The Heart in Diabetes CME Conference in Philadelphia featured four key studies published in the Journal of the American College of Cardiology, focusing on health technology, diet, diabetic cardiomyopathy, and lifestyle interventions. Experts discussed the need for evidence-based digital health technologies, emerging ‘Food is Medicine’ initiatives, the impact of intensive lifestyle therapy on cardiovascular biomarkers, and racial differences in diabetic cardiomyopathy treatment outcomes.
Digital Health Technologies in Cardiometabolic Care
Digital health technologies, including AI, show promise in improving cardiometabolic care, but require real-world evidence to advance their use in clinical practice. Former FDA commissioner Robert M. Califf emphasized the need for robust validation of digital health technologies, particularly post-market, to ensure their safety and efficacy in diverse real-world settings. “Unless we accelerate digital technology and its interface with the human part, there is no way that we can deal with a tsunami of people afflicted with this problem,” Califf stated.

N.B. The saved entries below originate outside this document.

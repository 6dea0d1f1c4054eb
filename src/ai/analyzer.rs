use async_trait::async_trait;
use serde::{Deserialize, Serialize};
use serde_json::Value;

use crate::alerts::Alert;
use crate::rules::Severity;

#[derive(Debug, thiserror::Error)]
pub enum AnalyzerError {
    #[error("Analyzer request failed: {0}")]
    Request(#[from] reqwest::Error),
    #[error("Analyzer returned status {0}")]
    Status(u16),
    #[error("Invalid analyzer response: {0}")]
    InvalidResponse(String),
    #[error("Analyzer timed out after {0}s")]
    Timeout(u64),
    #[error("Analyzer unavailable: {0}")]
    Unavailable(String),
}

/// Options for [`AiAnalyzer::explain_anomaly`]
#[derive(Debug, Clone, Default, Serialize, Deserialize)]
#[serde(rename_all = "camelCase")]
pub struct AnomalyOptions {
    #[serde(skip_serializing_if = "Option::is_none")]
    pub resource_type: Option<String>,
}

#[derive(Debug, Clone, PartialEq, Serialize, Deserialize)]
#[serde(rename_all = "camelCase")]
pub struct Anomaly {
    #[serde(default, skip_serializing_if = "Option::is_none")]
    pub metric: Option<String>,
    #[serde(default, skip_serializing_if = "Option::is_none")]
    pub value: Option<f64>,
    #[serde(default)]
    pub severity: Severity,
    #[serde(default)]
    pub description: String,
    #[serde(default, skip_serializing_if = "Option::is_none")]
    pub confidence: Option<f64>,
}

#[derive(Debug, Clone, Default, PartialEq, Serialize, Deserialize)]
#[serde(default)]
pub struct AnomalyExplanation {
    pub anomalies: Vec<Anomaly>,
    pub explanation: String,
    #[serde(skip_serializing_if = "Option::is_none")]
    pub severity: Option<Severity>,
}

#[derive(Debug, Clone, Default, PartialEq, Serialize, Deserialize)]
#[serde(default)]
pub struct Recommendation {
    pub action: String,
    #[serde(skip_serializing_if = "Option::is_none")]
    pub priority: Option<String>,
    #[serde(skip_serializing_if = "Option::is_none")]
    pub rationale: Option<String>,
}

#[derive(Debug, Clone, Default, PartialEq, Serialize, Deserialize)]
#[serde(default)]
pub struct Recommendations {
    pub recommendations: Vec<Recommendation>,
}

#[derive(Debug, Clone, Default, PartialEq, Serialize, Deserialize)]
#[serde(default)]
pub struct Correlation {
    pub metric: String,
    #[serde(skip_serializing_if = "Option::is_none")]
    pub coefficient: Option<f64>,
    pub description: String,
}

#[derive(Debug, Clone, Default, PartialEq, Serialize, Deserialize)]
#[serde(default)]
pub struct Correlations {
    pub correlations: Vec<Correlation>,
}

#[derive(Debug, Clone, Default, PartialEq, Serialize, Deserialize)]
#[serde(default, rename_all = "camelCase")]
pub struct AlertPattern {
    pub description: String,
    #[serde(skip_serializing_if = "Option::is_none")]
    pub frequency: Option<u64>,
    pub rule_ids: Vec<String>,
}

#[derive(Debug, Clone, Default, PartialEq, Serialize, Deserialize)]
#[serde(default)]
pub struct PatternAnalysis {
    pub patterns: Vec<AlertPattern>,
    pub insights: Vec<String>,
}

impl PatternAnalysis {
    pub fn is_empty(&self) -> bool {
        self.patterns.is_empty() && self.insights.is_empty()
    }
}

/// Request/response contract of the external AI-backed analysis service
#[async_trait]
pub trait AiAnalyzer: Send + Sync {
    async fn explain_anomaly(
        &self,
        metrics: &Value,
        options: &AnomalyOptions,
    ) -> Result<AnomalyExplanation, AnalyzerError>;

    async fn generate_recommendations(
        &self,
        alert: &Alert,
        recent_history: &[Alert],
        metrics: &Value,
    ) -> Result<Recommendations, AnalyzerError>;

    async fn analyze_correlations(
        &self,
        alert: &Alert,
        metrics: &Value,
        recent_history: &[Alert],
    ) -> Result<Correlations, AnalyzerError>;

    async fn analyze_alert_patterns(&self, history: &[Alert]) -> Result<PatternAnalysis, AnalyzerError>;
}

/// Analyzer used when no AI backend is configured; every call returns an
/// empty result.
#[derive(Debug, Default, Clone, Copy)]
pub struct NullAnalyzer;

#[async_trait]
impl AiAnalyzer for NullAnalyzer {
    async fn explain_anomaly(
        &self,
        _metrics: &Value,
        _options: &AnomalyOptions,
    ) -> Result<AnomalyExplanation, AnalyzerError> {
        Ok(AnomalyExplanation::default())
    }

    async fn generate_recommendations(
        &self,
        _alert: &Alert,
        _recent_history: &[Alert],
        _metrics: &Value,
    ) -> Result<Recommendations, AnalyzerError> {
        Ok(Recommendations::default())
    }

    async fn analyze_correlations(
        &self,
        _alert: &Alert,
        _metrics: &Value,
        _recent_history: &[Alert],
    ) -> Result<Correlations, AnalyzerError> {
        Ok(Correlations::default())
    }

    async fn analyze_alert_patterns(&self, _history: &[Alert]) -> Result<PatternAnalysis, AnalyzerError> {
        Ok(PatternAnalysis::default())
    }
}
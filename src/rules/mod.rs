pub mod defaults;
pub mod models;
pub mod query;
pub mod store;

pub use models::{Comparison, Rule, RuleKind, Severity, ALL_SOURCES};
pub use query::{MetricQuery, QueryError};
pub use store::{RuleStore, StoreError};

‘Food is Medicine’ Initiatives
Katie Garfield discussed ‘Food is Medicine’ strategies to improve nutrition security and cardiometabolic health, including medically tailored meals, produce prescriptions, and government nutrition programs. While evidence supports their impact, lack of consistent coverage and reimbursement remains a barrier to integration into standard care. “It’s important for cardiology care teams to become familiar with this growing field and its potential to improve patient outcomes,” Garfield noted.
Intensive Lifestyle Therapy and Cardiac Biomarkers
Ambarish Pandey presented results from the Look AHEAD cardiac biomarker ancillary study, showing that intensive lifestyle intervention with weight loss reduced levels of cardiac biomarkers associated with atherosclerotic CVD events and heart failure in patients with diabetes. Every 1 SD increase in NT-proBNP was associated with higher risk for ASCVD events (HR = 1.14; 95% CI, 1-1.3; P = .04) and incident HF (HR = 1.82; 95% CI, 1.4-2.36; P < .001).
Diabetic Cardiomyopathy Treatment Outcomes
Jose L. Lopez presented phase 3 results of the ARISE-HF trial, evaluating an aldose reductase inhibitor (AT-001) in patients with diabetic cardiomyopathy. The study found racial and ethnic differences in baseline characteristics, with Black and Hispanic participants having lower use of diabetic medications, poorer ventricular function, and lower peak VO2 compared to white participants. Despite these differences, treatment with AT-001 showed proportionate improvements in O2 consumption and quality of life measures across racial and ethnic groups.
These conference highlights underscore the importance of evidence-based digital health technologies, nutrition interventions, and personalized treatment approaches in managing cardiometabolic risk in patients with diabetes.